▸ Aim of the exercise: Over all lines in the data below, count those holding "select" and give only the result.

(Records drawn from a dataset)
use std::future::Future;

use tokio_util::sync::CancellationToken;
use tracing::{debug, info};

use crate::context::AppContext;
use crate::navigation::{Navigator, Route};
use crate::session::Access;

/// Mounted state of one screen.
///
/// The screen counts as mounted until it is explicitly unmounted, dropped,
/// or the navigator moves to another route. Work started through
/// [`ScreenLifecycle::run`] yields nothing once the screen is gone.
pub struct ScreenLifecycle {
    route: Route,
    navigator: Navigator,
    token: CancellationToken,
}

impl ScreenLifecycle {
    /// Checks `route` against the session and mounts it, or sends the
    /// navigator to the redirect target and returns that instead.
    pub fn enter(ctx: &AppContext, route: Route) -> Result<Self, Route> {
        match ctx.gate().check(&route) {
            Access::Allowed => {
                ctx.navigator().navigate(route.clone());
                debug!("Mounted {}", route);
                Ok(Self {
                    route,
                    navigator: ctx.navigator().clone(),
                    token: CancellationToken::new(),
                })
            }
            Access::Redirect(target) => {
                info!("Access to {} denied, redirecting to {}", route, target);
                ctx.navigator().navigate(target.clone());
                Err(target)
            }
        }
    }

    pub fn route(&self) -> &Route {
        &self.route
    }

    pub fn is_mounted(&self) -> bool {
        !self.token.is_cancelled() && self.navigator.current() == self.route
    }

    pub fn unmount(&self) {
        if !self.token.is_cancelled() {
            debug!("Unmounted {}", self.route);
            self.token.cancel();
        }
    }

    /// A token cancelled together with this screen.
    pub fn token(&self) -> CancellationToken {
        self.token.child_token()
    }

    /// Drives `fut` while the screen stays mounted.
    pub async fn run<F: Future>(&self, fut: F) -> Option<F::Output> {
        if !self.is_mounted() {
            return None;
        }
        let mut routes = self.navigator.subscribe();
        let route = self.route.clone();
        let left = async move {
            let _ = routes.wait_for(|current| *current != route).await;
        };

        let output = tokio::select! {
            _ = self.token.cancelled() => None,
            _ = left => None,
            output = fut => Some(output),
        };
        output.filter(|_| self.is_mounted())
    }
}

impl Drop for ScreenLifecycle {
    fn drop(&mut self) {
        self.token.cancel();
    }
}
---
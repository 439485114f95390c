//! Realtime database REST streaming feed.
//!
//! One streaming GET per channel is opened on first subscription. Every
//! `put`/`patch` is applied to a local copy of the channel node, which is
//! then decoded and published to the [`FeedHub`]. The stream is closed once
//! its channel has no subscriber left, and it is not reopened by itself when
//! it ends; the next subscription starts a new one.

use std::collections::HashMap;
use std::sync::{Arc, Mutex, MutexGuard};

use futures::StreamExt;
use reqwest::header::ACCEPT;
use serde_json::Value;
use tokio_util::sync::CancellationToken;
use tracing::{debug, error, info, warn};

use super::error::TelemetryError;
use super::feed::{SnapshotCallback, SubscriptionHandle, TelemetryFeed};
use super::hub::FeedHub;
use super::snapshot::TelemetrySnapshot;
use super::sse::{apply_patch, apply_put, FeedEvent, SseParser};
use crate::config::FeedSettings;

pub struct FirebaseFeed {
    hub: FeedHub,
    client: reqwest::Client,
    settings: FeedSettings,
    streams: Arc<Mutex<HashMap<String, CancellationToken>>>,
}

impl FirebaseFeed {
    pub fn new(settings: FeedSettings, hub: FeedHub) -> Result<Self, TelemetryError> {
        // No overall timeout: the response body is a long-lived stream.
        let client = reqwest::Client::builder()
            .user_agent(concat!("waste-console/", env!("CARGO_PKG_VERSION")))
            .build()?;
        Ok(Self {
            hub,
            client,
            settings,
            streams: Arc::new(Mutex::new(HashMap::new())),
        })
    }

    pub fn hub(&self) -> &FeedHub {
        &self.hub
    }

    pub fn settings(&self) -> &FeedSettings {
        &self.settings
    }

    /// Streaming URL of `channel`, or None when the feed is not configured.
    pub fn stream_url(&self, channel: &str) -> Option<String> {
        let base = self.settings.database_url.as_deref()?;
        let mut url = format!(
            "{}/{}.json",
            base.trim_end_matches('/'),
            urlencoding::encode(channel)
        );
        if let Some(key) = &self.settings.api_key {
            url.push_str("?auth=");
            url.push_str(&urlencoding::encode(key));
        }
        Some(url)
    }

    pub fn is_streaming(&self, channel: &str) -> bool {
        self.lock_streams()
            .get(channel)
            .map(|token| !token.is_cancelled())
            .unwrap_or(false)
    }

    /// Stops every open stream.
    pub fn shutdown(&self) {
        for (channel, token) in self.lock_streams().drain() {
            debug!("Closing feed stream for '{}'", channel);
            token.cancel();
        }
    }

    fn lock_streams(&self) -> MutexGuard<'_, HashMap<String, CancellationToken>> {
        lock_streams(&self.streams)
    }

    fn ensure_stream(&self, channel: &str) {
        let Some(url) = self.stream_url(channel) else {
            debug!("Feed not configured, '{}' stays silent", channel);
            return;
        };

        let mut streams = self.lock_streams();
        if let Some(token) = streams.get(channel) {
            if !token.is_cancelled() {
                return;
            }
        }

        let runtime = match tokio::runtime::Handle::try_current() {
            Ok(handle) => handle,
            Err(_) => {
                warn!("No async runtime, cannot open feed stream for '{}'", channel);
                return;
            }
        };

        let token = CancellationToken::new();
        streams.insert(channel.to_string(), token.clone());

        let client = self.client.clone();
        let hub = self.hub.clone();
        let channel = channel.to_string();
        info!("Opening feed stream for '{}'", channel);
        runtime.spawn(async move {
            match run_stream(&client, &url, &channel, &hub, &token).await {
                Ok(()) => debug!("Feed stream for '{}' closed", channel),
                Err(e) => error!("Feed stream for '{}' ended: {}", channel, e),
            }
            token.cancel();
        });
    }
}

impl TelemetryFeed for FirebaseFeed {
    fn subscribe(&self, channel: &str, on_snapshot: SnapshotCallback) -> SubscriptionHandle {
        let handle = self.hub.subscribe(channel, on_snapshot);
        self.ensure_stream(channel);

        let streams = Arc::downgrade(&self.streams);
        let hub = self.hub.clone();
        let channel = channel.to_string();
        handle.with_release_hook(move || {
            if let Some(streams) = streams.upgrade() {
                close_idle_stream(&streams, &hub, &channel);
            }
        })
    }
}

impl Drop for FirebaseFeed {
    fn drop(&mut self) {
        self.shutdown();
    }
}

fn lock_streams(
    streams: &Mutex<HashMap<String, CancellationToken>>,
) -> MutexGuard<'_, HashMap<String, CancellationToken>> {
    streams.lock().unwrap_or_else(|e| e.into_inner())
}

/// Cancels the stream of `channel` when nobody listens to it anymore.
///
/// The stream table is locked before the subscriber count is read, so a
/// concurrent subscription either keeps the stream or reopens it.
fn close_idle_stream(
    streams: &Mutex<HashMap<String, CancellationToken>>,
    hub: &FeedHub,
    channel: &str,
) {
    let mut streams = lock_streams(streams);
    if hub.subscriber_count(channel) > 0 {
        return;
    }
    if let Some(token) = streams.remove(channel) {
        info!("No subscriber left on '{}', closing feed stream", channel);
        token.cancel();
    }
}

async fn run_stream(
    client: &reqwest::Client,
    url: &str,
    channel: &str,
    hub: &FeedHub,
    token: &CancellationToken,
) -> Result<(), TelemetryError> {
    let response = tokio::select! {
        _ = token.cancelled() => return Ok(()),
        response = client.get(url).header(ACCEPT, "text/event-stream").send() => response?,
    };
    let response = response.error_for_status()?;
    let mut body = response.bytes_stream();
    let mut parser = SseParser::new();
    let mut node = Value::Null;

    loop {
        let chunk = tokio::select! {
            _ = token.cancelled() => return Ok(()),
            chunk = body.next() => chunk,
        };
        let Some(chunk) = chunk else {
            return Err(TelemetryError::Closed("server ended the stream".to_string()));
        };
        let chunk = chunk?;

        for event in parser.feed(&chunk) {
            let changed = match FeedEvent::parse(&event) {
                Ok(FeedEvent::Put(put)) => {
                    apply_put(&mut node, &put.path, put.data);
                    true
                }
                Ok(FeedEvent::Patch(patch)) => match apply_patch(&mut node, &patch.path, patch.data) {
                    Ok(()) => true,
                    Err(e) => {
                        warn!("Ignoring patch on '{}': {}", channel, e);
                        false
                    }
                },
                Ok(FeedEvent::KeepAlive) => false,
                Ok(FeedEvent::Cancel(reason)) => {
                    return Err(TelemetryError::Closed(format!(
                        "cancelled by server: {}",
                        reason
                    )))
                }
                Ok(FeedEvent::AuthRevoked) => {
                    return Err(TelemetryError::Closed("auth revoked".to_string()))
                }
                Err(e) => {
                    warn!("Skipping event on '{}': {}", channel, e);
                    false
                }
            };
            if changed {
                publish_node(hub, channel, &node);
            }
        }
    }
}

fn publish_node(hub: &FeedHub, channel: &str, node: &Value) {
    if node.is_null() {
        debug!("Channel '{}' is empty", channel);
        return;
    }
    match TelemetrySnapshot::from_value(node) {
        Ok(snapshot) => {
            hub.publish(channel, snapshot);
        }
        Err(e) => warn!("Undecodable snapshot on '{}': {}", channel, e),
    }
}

▸ Your response: 3